## [WHAT THE TASK ASKS]
Scan the data below and copy each line where "across" occurs.
++++ SUPPLIED DATA
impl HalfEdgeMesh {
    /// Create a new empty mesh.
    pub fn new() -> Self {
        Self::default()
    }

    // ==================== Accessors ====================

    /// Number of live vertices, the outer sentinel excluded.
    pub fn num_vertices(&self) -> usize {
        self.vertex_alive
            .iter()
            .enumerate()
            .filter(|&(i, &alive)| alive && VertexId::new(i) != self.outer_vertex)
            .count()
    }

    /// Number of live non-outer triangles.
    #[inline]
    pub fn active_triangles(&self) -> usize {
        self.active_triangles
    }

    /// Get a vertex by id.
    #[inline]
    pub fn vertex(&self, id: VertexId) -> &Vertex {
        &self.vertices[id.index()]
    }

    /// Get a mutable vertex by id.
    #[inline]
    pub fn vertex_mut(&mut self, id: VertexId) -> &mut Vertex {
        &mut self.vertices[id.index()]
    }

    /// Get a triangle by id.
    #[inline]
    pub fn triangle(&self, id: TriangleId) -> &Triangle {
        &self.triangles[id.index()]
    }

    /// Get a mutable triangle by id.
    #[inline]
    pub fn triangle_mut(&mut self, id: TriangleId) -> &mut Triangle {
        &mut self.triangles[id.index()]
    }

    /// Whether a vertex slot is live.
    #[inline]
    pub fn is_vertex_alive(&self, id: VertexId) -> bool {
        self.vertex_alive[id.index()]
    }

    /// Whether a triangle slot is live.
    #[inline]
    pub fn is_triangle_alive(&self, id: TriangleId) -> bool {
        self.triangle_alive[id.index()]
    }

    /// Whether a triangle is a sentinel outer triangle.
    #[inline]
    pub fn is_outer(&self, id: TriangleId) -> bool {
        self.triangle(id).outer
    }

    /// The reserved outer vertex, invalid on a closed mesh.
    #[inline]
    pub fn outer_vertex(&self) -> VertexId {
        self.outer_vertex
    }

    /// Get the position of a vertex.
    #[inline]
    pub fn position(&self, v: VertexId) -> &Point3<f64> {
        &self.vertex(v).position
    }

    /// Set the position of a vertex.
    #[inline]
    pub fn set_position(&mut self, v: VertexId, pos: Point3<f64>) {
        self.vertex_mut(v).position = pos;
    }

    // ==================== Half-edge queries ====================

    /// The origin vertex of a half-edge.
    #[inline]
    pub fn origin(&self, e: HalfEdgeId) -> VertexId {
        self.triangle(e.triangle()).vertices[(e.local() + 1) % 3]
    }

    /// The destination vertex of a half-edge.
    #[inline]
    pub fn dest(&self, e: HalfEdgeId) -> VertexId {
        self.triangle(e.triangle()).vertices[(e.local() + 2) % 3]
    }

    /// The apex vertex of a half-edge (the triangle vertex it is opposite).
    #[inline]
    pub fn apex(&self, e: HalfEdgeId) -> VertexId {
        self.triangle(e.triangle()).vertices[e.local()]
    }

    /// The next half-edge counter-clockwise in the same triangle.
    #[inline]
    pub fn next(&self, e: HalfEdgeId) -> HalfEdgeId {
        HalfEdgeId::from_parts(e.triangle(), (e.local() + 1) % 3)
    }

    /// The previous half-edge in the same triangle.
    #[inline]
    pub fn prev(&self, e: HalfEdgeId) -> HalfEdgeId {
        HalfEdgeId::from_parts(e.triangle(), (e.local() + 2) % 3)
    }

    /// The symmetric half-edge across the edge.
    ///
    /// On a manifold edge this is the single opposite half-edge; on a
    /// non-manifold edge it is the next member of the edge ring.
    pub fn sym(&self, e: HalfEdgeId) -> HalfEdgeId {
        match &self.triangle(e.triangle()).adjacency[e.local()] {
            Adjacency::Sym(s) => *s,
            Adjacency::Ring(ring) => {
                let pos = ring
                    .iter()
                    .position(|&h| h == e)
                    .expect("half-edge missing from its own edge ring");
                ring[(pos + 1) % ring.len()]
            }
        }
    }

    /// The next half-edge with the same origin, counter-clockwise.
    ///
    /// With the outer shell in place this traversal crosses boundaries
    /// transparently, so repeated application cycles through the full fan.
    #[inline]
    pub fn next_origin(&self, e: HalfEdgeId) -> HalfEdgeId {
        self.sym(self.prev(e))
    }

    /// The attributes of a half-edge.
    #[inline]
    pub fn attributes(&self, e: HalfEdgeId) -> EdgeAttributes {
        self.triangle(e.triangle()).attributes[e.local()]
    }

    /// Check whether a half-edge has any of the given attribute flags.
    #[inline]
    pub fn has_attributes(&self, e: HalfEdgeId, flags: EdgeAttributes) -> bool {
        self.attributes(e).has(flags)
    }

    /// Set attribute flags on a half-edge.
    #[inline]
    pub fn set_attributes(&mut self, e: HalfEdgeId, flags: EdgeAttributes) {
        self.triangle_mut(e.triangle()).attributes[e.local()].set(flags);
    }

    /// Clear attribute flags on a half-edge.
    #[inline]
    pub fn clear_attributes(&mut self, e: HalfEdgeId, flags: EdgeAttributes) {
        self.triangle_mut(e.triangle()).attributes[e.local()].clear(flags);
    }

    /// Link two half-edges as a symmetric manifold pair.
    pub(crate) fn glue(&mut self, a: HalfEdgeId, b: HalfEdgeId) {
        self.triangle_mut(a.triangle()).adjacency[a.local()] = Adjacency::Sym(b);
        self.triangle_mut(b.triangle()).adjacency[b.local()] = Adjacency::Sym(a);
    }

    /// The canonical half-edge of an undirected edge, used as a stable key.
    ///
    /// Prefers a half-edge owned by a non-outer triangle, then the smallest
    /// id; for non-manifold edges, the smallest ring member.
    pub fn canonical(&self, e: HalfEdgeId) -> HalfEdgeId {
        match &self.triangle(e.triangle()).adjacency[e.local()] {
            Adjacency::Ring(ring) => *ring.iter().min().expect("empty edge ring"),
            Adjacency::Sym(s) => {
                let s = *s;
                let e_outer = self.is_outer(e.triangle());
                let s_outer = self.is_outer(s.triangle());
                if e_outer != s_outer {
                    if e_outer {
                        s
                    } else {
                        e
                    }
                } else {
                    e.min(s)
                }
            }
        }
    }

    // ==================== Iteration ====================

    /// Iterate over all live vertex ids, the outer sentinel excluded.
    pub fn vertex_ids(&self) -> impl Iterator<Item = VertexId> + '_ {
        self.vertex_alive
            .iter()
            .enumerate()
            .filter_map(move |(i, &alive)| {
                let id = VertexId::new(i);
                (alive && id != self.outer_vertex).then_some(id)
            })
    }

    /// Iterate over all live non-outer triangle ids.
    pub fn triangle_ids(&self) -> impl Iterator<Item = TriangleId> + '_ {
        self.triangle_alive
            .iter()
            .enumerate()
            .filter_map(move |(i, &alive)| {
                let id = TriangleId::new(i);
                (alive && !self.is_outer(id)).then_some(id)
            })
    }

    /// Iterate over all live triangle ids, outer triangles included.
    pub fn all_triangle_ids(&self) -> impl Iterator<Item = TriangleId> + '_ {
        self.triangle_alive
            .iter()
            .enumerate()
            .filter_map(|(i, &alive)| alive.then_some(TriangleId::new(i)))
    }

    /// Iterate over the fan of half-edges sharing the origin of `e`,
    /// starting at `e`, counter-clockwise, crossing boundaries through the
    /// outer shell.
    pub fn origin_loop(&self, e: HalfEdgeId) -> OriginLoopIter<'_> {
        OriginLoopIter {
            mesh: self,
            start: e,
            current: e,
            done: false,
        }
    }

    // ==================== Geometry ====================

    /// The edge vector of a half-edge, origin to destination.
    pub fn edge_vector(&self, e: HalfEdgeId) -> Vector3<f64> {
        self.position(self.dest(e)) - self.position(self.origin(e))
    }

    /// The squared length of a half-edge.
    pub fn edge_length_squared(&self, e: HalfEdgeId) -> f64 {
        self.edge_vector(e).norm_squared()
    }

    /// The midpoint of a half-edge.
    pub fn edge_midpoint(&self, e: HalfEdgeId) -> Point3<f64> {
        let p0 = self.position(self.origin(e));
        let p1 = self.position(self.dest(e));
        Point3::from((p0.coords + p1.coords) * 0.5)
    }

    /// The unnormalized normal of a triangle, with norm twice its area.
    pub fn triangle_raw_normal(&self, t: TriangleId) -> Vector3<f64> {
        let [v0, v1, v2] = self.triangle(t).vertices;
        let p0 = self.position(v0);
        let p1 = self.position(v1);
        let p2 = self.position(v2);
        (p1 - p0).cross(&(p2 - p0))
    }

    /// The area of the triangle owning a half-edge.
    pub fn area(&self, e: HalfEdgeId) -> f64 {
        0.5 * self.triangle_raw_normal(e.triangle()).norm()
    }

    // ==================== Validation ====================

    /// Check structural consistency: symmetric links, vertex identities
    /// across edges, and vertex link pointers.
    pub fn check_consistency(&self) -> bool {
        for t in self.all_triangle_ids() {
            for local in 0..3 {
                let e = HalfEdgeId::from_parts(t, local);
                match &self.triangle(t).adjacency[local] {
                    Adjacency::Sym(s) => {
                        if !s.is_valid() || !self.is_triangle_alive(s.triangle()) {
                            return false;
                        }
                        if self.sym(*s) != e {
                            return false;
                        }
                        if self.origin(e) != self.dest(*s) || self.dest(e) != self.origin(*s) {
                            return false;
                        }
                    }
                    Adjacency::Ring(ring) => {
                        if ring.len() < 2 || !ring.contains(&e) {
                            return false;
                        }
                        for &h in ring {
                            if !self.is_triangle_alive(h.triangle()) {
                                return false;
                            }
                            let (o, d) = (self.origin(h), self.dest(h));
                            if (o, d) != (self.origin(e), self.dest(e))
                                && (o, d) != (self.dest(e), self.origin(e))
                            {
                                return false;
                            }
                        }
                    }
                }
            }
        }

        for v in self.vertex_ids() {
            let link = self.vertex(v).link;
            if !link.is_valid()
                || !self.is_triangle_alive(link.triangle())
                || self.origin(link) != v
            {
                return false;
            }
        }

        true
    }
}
++++++++
++++ SUPPLIED DATA
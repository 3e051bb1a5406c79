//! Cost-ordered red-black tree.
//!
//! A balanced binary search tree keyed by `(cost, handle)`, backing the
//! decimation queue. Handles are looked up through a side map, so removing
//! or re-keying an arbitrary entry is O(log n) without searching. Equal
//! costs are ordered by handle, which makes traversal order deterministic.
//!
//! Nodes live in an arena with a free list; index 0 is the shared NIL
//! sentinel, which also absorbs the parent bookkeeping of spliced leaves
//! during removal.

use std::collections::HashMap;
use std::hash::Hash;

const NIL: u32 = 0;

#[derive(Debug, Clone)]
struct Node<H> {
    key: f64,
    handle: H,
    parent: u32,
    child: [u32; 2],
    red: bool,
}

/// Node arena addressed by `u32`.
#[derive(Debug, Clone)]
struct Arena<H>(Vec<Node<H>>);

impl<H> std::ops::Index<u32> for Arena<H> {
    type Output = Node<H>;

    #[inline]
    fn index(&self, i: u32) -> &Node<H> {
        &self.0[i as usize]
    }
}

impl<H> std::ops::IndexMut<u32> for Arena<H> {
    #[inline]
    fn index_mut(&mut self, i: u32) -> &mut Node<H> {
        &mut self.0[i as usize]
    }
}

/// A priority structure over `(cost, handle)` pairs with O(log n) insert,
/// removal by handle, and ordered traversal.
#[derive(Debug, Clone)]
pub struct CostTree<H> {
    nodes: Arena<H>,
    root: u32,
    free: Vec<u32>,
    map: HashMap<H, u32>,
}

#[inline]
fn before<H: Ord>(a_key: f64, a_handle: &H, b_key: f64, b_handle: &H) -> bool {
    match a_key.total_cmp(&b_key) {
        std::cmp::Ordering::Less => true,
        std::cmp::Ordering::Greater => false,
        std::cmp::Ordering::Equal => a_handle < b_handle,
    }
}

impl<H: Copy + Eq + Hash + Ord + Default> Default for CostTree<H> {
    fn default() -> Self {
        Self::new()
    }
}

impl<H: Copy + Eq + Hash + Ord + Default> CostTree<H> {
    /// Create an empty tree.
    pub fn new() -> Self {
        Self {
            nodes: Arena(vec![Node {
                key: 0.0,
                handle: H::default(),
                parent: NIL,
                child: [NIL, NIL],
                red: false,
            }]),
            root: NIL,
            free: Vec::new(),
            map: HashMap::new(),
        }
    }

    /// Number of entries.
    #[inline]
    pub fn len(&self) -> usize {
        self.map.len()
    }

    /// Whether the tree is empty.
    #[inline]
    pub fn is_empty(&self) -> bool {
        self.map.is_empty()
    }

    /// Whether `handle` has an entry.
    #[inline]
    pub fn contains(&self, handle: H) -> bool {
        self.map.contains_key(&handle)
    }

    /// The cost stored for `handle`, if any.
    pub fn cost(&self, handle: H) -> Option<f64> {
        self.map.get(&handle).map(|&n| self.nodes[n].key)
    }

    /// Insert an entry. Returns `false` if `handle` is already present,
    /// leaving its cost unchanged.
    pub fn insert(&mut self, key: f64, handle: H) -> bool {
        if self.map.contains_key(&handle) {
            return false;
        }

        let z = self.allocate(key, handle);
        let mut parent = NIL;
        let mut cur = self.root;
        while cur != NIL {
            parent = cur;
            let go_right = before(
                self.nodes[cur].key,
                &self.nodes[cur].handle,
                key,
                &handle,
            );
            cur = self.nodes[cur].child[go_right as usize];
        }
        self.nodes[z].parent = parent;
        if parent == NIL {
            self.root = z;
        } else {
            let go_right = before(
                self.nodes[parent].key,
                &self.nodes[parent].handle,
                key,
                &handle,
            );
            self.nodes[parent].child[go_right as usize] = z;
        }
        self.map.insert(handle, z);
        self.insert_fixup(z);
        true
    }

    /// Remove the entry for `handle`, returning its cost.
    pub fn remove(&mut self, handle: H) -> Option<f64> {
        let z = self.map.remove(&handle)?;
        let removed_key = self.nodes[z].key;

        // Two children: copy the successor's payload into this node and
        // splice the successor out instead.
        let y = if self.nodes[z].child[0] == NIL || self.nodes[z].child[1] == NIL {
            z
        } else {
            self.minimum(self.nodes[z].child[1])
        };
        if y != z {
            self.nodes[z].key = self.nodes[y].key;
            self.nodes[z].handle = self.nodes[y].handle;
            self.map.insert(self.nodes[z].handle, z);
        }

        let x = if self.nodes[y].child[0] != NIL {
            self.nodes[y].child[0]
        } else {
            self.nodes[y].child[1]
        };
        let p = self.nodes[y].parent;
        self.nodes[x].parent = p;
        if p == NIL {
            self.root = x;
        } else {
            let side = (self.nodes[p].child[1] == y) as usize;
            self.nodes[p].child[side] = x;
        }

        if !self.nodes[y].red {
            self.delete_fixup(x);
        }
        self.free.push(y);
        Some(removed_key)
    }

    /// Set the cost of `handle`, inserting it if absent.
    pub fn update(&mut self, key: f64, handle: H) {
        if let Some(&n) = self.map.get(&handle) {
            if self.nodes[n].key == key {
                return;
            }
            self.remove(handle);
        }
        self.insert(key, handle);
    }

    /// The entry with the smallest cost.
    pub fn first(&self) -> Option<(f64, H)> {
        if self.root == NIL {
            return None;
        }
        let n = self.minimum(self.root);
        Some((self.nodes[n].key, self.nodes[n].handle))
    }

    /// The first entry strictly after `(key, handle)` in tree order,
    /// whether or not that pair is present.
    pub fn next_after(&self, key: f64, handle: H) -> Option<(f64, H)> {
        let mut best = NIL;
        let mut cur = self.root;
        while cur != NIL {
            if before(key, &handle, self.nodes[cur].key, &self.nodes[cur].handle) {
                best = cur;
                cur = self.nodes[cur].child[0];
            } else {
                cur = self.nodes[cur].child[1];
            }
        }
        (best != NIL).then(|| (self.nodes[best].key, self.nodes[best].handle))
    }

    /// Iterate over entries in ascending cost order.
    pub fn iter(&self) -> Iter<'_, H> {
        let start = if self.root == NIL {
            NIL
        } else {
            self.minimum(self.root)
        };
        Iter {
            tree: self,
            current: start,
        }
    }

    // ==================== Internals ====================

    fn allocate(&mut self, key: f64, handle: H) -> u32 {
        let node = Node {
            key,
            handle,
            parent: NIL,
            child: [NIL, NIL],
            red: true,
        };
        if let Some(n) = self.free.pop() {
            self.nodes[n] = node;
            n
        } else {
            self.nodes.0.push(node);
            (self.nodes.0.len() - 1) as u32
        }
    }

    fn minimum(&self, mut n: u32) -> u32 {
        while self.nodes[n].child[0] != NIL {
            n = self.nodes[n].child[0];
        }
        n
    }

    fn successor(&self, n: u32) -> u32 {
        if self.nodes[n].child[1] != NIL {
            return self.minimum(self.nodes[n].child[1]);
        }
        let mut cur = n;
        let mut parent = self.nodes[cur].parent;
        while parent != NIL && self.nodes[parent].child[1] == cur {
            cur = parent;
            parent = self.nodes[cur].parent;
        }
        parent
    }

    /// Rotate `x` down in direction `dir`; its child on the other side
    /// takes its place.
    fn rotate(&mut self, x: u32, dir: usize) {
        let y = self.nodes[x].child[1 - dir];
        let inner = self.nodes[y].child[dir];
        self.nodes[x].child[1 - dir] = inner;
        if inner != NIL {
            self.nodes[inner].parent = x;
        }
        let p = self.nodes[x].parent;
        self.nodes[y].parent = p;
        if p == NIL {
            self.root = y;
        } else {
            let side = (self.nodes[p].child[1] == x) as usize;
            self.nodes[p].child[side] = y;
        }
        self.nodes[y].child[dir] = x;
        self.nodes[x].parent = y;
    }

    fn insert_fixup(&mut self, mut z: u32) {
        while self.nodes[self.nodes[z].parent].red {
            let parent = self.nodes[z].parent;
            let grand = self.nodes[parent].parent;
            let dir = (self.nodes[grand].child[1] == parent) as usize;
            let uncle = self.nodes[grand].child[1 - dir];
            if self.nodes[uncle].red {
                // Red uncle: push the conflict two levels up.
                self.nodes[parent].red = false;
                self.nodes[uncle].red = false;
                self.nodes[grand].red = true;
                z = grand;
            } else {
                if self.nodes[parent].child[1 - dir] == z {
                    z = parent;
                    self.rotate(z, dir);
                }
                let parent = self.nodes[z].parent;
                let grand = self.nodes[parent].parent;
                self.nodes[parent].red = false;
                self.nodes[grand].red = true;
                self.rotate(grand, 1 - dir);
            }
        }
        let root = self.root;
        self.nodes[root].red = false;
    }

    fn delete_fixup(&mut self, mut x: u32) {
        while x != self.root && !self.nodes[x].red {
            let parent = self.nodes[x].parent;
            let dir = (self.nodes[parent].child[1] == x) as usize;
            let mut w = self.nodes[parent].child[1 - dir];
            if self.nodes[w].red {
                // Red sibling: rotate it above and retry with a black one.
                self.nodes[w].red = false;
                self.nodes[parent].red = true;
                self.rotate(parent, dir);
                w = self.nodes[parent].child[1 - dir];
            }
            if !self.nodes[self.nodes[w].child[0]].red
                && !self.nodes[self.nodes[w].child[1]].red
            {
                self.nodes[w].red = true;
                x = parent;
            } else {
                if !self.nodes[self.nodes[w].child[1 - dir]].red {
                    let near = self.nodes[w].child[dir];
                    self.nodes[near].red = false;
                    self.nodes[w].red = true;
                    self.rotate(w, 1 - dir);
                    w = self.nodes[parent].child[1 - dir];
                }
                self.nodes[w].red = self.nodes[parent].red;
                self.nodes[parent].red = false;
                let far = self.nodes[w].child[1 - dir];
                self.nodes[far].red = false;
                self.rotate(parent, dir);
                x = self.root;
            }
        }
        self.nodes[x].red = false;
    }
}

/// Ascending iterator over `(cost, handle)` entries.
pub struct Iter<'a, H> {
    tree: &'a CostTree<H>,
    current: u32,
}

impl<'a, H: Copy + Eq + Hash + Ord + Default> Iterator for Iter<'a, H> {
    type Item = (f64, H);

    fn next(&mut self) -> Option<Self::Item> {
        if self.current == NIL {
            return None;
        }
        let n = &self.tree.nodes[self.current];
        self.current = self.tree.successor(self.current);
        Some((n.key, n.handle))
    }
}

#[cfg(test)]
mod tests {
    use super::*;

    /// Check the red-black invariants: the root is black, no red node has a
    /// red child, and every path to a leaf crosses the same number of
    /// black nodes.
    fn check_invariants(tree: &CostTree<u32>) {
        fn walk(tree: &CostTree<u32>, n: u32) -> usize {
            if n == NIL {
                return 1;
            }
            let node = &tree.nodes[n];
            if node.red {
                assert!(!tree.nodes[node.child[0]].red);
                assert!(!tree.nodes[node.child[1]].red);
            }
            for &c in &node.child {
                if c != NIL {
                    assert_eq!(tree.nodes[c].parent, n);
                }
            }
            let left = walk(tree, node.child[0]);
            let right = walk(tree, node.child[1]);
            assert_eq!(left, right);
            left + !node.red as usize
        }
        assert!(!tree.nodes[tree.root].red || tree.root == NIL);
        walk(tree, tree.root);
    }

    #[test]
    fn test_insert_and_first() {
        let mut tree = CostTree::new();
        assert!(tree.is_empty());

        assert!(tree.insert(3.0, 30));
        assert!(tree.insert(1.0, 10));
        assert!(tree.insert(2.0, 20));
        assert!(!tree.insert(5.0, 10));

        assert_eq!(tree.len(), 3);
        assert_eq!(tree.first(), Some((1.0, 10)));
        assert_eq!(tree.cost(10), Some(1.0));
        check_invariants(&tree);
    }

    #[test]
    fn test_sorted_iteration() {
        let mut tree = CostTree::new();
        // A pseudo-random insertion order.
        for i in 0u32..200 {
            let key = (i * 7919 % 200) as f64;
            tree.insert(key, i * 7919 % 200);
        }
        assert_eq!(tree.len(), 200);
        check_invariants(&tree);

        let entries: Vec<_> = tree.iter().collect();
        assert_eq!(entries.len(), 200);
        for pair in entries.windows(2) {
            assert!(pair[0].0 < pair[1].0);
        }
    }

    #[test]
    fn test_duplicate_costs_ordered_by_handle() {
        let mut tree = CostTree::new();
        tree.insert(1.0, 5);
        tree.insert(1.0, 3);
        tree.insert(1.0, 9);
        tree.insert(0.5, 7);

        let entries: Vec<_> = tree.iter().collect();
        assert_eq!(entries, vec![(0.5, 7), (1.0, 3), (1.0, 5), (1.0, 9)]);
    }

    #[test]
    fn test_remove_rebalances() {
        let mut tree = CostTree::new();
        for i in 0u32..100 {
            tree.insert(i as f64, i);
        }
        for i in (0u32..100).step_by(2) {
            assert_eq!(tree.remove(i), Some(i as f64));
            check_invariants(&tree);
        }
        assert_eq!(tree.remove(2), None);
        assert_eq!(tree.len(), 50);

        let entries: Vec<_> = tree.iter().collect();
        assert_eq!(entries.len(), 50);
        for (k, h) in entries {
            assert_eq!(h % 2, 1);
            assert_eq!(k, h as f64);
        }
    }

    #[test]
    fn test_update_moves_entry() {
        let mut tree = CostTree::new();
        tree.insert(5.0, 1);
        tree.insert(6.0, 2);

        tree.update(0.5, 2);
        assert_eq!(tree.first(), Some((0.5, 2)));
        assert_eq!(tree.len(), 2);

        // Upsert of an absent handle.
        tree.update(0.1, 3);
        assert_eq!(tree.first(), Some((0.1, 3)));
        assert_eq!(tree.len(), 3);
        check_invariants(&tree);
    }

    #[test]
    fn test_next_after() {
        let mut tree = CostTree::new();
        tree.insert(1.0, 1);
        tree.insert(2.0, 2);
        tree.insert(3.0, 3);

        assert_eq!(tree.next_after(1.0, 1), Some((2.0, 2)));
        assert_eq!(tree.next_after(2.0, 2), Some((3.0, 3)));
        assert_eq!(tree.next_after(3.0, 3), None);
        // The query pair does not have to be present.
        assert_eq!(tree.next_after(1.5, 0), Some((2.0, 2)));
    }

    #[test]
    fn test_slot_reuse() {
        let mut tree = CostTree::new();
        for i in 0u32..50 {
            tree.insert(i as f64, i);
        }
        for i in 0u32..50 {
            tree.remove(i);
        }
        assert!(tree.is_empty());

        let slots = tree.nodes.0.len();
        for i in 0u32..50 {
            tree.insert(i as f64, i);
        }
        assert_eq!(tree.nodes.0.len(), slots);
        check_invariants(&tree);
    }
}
++++++++
## [RESULT OF THIS TASK]
    /// The symmetric half-edge across the edge.
    /// across edges, and vertex link pointers.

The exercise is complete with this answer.